### Required action
Among the lines below, some may contain the string "refreshed". Say how many do, and give nothing besides the number.
[[ Exercise materials open ]]
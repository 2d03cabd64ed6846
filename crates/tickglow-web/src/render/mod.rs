//! Pure presentation: snapshot in, HTML out.
//!
//! Rendering never performs I/O and never fails; every function maps a
//! plain value to a complete page. The page embeds a
//! `<meta http-equiv="refresh">` directive so the browser re-pulls the
//! latest rendered page once per refresh interval.

mod chart;
mod fmt;

pub use chart::candlestick_svg;
pub use fmt::{currency, thousands};

use tickglow_core::{QuoteSnapshot, UtcDateTime};

use crate::config::REFRESH_INTERVAL_SECS;

/// Fixed timezone label shown next to the clock line.
const CLOCK_TZ_LABEL: &str = "UTC";

/// Render the full dashboard page for one snapshot.
///
/// Section order is fixed: header, price card, metric boxes, candlestick
/// chart, clock line, refresh note.
pub fn render_dashboard(snapshot: &QuoteSnapshot, rendered_at: UtcDateTime) -> String {
    let trend = snapshot.trend();
    let name = escape(&snapshot.name);

    let body = format!(
        r#"<h1 class="main-header">{name} Stock Live Dashboard</h1>
<div class="glow-card">
    <div class="card-title">{name} <b>{symbol}</b></div>
    <div class="price-value">${price}</div>
    <span class="{diff_class}">{sign}${change} ({sign}{pct:.2}%)</span>
</div>
<div class="info-bar">
    <div class="info-box">
        <span class="metric-label">High</span><br>
        <span class="metric-value">${high}</span>
    </div>
    <div class="info-box">
        <span class="metric-label">Low</span><br>
        <span class="metric-value">${low}</span>
    </div>
    <div class="info-box">
        <span class="metric-label">Volume</span><br>
        <span class="metric-value">{volume}</span>
    </div>
</div>
<div class="chart">{chart}</div>
<div class="clock">Last refreshed {clock} {CLOCK_TZ_LABEL}</div>
<div class="refresh-note">Market data auto-refreshes every {REFRESH_INTERVAL_SECS} sec.</div>"#,
        symbol = snapshot.symbol,
        price = currency(snapshot.price),
        diff_class = trend.css_class(),
        sign = trend.sign(),
        change = currency(snapshot.change.abs()),
        pct = snapshot.change_pct.abs(),
        high = currency(snapshot.high),
        low = currency(snapshot.low),
        volume = thousands(snapshot.volume),
        chart = candlestick_svg(&snapshot.series),
        clock = rendered_at.format_clock(),
    );

    page(&format!("{name} Live Stock"), &body)
}

/// Render the single-notice page used when intraday data is absent.
///
/// Nothing else is shown: no chart, no metrics. The next refresh cycle
/// retries from a clean state.
pub fn render_notice(message: &str) -> String {
    let body = format!(
        r#"<div class="error-banner">{}</div>"#,
        escape(message)
    );
    page("Live Stock", &body)
}

fn page(title: &str, body: &str) -> String {
    format!(
        r#"<!DOCTYPE html>
<html lang="en">
<head>
<meta charset="utf-8">
<meta http-equiv="refresh" content="{REFRESH_INTERVAL_SECS}">
<title>{title}</title>
<style>{STYLE}</style>
</head>
<body>
<div class="bg-anim"></div>
{body}
</body>
</html>
"#
    )
}

/// Minimal HTML escaping for provider-supplied text.
fn escape(input: &str) -> String {
    let mut out = String::with_capacity(input.len());
    for ch in input.chars() {
        match ch {
            '&' => out.push_str("&amp;"),
            '<' => out.push_str("&lt;"),
            '>' => out.push_str("&gt;"),
            '"' => out.push_str("&quot;"),
            _ => out.push(ch),
        }
    }
    out
}

const STYLE: &str = r#"
@import url('https://fonts.googleapis.com/css2?family=Montserrat:wght@700;900&display=swap');
body {
  background: linear-gradient(135deg, #283E51, #485563);
  font-family: 'Montserrat', sans-serif;
  color: #fffde4;
  text-align: center;
}
.bg-anim {
  position: fixed;
  top: 0; left: 0; width: 100vw; height: 100vh; z-index: -2;
  background: radial-gradient(ellipse at center, #444d60 0%, #232526 80%);
  opacity: 0.8;
  animation: bgpulse 7s ease-in-out infinite alternate;
}
@keyframes bgpulse {
  0% { filter: blur(0px); }
  100% { filter: blur(6px); }
}
.main-header { text-shadow: 0 2.5px 22px #fbb034aa; }
.glow-card {
  background: rgba(30,38,70, .95);
  box-shadow: 0 0 32px 5px #fbb03490;
  border-radius: 22px;
  padding: 2em 3em;
  margin: 0 auto 2em auto;
  max-width: 510px;
}
.card-title { font-size: 1.4em; letter-spacing: 1.5px; color: #fff; }
.card-title b { color: #fbb034; }
.price-value {
  font-size: 4.4rem;
  color: #fbb034;
  font-weight: 800;
  letter-spacing: 3px;
  margin-bottom: 0.3em;
  filter: drop-shadow(0 0 10px #fbb03499);
}
.info-bar { display: flex; justify-content: center; gap: 2em; margin-top: 35px; }
.info-box {
  background: rgba(255,255,255,0.09);
  border-radius: 15px;
  padding: 1em 2em;
  min-width: 134px;
  box-shadow: 0 2px 10px #fbb03430;
}
.metric-label {
  text-transform: uppercase;
  font-size: 0.96em;
  color: #fbb034;
  letter-spacing: 1.2px;
}
.metric-value { font-size: 1.58em; font-weight: 700; }
.price-diff-up { color: #38ef7d; font-weight: bold; }
.price-diff-down { color: #ff3232; font-weight: bold; }
.chart { max-width: 960px; margin: 2em auto 0 auto; border-radius: 20px; overflow: hidden; }
.clock { color: #fbb034; font-size: 1.2em; letter-spacing: 2px; margin-top: 2em; }
.refresh-note { color: #9fb4c7; margin-top: 1em; }
.error-banner {
  background: rgba(255,50,50,0.15);
  border: 1px solid #ff3232;
  border-radius: 12px;
  max-width: 510px;
  margin: 4em auto;
  padding: 1.5em;
}
@media (max-width: 600px) {
  .glow-card { padding: 18px; }
  .info-bar { flex-direction: column; gap: 1em; }
}
"#;

#[cfg(test)]
mod tests {
    use super::*;
    use tickglow_core::{IntradayQuote, Symbol};
    use tickglow_core::{Bar, BarSeries, Interval};

    fn snapshot(previous_close: f64, closes: &[f64]) -> QuoteSnapshot {
        let bars = closes
            .iter()
            .enumerate()
            .map(|(i, &close)| {
                let ts = UtcDateTime::parse(&format!("2024-01-02T14:{i:02}:00Z")).expect("ts");
                Bar::new(ts, close, close + 1.0, close - 1.0, close, Some(1_234_567)).expect("bar")
            })
            .collect();
        QuoteSnapshot::derive(IntradayQuote {
            name: Some(String::from("Amazon.com, Inc.")),
            previous_close: Some(previous_close),
            series: BarSeries::new(
                Symbol::parse("AMZN").expect("symbol"),
                Interval::OneMinute,
                bars,
            ),
        })
        .expect("snapshot")
    }

    fn rendered_at() -> UtcDateTime {
        UtcDateTime::parse("2024-01-02T15:04:05Z").expect("ts")
    }

    #[test]
    fn dashboard_sections_appear_in_fixed_order() {
        let html = render_dashboard(&snapshot(100.0, &[101.0, 105.0]), rendered_at());

        let header = html.find("main-header").expect("header");
        let card = html.find("glow-card").expect("price card");
        let metrics = html.find("info-bar").expect("metric boxes");
        let chart = html.find("<svg").expect("chart");
        let clock = html.find("Last refreshed").expect("clock");
        let note = html.find("auto-refreshes every 60 sec").expect("note");

        assert!(header < card && card < metrics && metrics < chart);
        assert!(chart < clock && clock < note);
    }

    #[test]
    fn positive_change_renders_up_class_and_signs() {
        let html = render_dashboard(&snapshot(100.0, &[101.0, 105.0]), rendered_at());

        assert!(html.contains("price-diff-up"));
        assert!(html.contains("+$5.00 (+5.00%)"));
        assert!(html.contains("$105.00"));
    }

    #[test]
    fn negative_change_renders_down_class_with_abs_figures() {
        let html = render_dashboard(&snapshot(100.0, &[90.0]), rendered_at());

        assert!(html.contains("price-diff-down"));
        assert!(html.contains("-$10.00 (-10.00%)"));
    }

    #[test]
    fn metrics_use_thousands_separators() {
        let html = render_dashboard(&snapshot(100.0, &[101.0]), rendered_at());
        assert!(html.contains("1,234,567"), "volume grouping: {html}");
    }

    #[test]
    fn clock_line_is_zero_padded_with_tz_label() {
        let html = render_dashboard(&snapshot(100.0, &[101.0]), rendered_at());
        assert!(html.contains("Last refreshed 15:04:05 UTC"));
    }

    #[test]
    fn pages_carry_refresh_directive() {
        let html = render_dashboard(&snapshot(100.0, &[101.0]), rendered_at());
        assert!(html.contains(r#"<meta http-equiv="refresh" content="60">"#));

        let notice = render_notice("no data");
        assert!(notice.contains(r#"<meta http-equiv="refresh" content="60">"#));
    }

    #[test]
    fn notice_page_has_no_dashboard_content() {
        let html = render_notice("Failed to fetch AMZN data (market closed or no data).");

        assert!(html.contains("error-banner"));
        assert!(html.contains("Failed to fetch AMZN data"));
        assert!(!html.contains("glow-card"));
        assert!(!html.contains("info-bar"));
        assert!(!html.contains("<svg"));
    }

    #[test]
    fn provider_text_is_escaped() {
        let html = render_notice("<script>alert(1)</script>");
        assert!(!html.contains("<script>"));
        assert!(html.contains("&lt;script&gt;"));
    }
}
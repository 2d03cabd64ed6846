use std::sync::Arc;

use tokio::sync::watch;

use tickglow_core::{IntradaySource, ReqwestHttpClient, Symbol, YahooAdapter};
use tickglow_web::config::{DASHBOARD_SYMBOL, LISTEN_ADDR};
use tickglow_web::error::DashboardError;
use tickglow_web::refresh::{self, PageState};
use tickglow_web::server;

#[tokio::main]
async fn main() {
    env_logger::Builder::from_env(env_logger::Env::default().default_filter_or("info")).init();

    if let Err(error) = run().await {
        eprintln!("error: {error}");
        std::process::exit(error.exit_code() as i32);
    }
}

async fn run() -> Result<(), DashboardError> {
    let symbol = Symbol::parse(DASHBOARD_SYMBOL)?;
    let source: Arc<dyn IntradaySource> =
        Arc::new(YahooAdapter::new(Arc::new(ReqwestHttpClient::new())));

    let (tx, rx) = watch::channel(PageState::Pending);
    tokio::spawn(refresh::run_cycles(source, symbol, tx));

    let listener = tokio::net::TcpListener::bind(LISTEN_ADDR).await?;
    log::info!("tickglow dashboard listening on http://{LISTEN_ADDR}");
    axum::serve(listener, server::router(rx)).await?;

    Ok(())
}
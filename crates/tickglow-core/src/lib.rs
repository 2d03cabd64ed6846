//! # tickglow Core
//!
//! Data-fetching core for the tickglow live dashboard.
//!
//! ## Overview
//!
//! This crate owns everything between the wire and the page:
//!
//! - **Validated domain models** for symbols, intervals, and OHLCV bars
//! - **Provider contract** ([`IntradaySource`]) with structured errors
//! - **HTTP client abstraction** over reqwest, mockable in tests
//! - **Yahoo Finance adapter** for the v8 chart endpoint
//! - **Snapshot derivation** — the per-cycle record the page renders
//!
//! ## Quick Start
//!
//! ```rust,ignore
//! use std::sync::Arc;
//! use tickglow_core::{fetch_quote, ReqwestHttpClient, Symbol, YahooAdapter};
//!
//! #[tokio::main]
//! async fn main() -> Result<(), Box<dyn std::error::Error>> {
//!     let adapter = YahooAdapter::new(Arc::new(ReqwestHttpClient::new()));
//!     let symbol = Symbol::parse("AMZN")?;
//!
//!     match fetch_quote(&adapter, &symbol).await? {
//!         Some(snapshot) => println!("{} ${:.2}", snapshot.symbol, snapshot.price),
//!         None => println!("no intraday data (market closed?)"),
//!     }
//!     Ok(())
//! }
//! ```
//!
//! ## Error Handling
//!
//! The empty-series case is not an error: [`fetch_quote`] returns
//! `Ok(None)` and the caller renders a notice. Transport, status, and
//! parse failures return [`SourceError`] with a
//! [`SourceErrorKind`] classification and abort the cycle that hit them.

pub mod adapters;
pub mod domain;
pub mod error;
pub mod fetcher;
pub mod http_client;
pub mod snapshot;
pub mod source;

// Re-export commonly used types at crate root for convenience.

pub use adapters::YahooAdapter;

pub use domain::{Bar, BarSeries, Interval, Symbol, UtcDateTime};

pub use error::ValidationError;

pub use fetcher::fetch_quote;

pub use http_client::{HttpClient, HttpError, HttpRequest, HttpResponse, ReqwestHttpClient};

pub use snapshot::{QuoteSnapshot, Trend};

pub use source::{IntradayQuote, IntradayRequest, IntradaySource, SourceError, SourceErrorKind};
[[ Exercise materials closed ]]
### Response for this exercise
3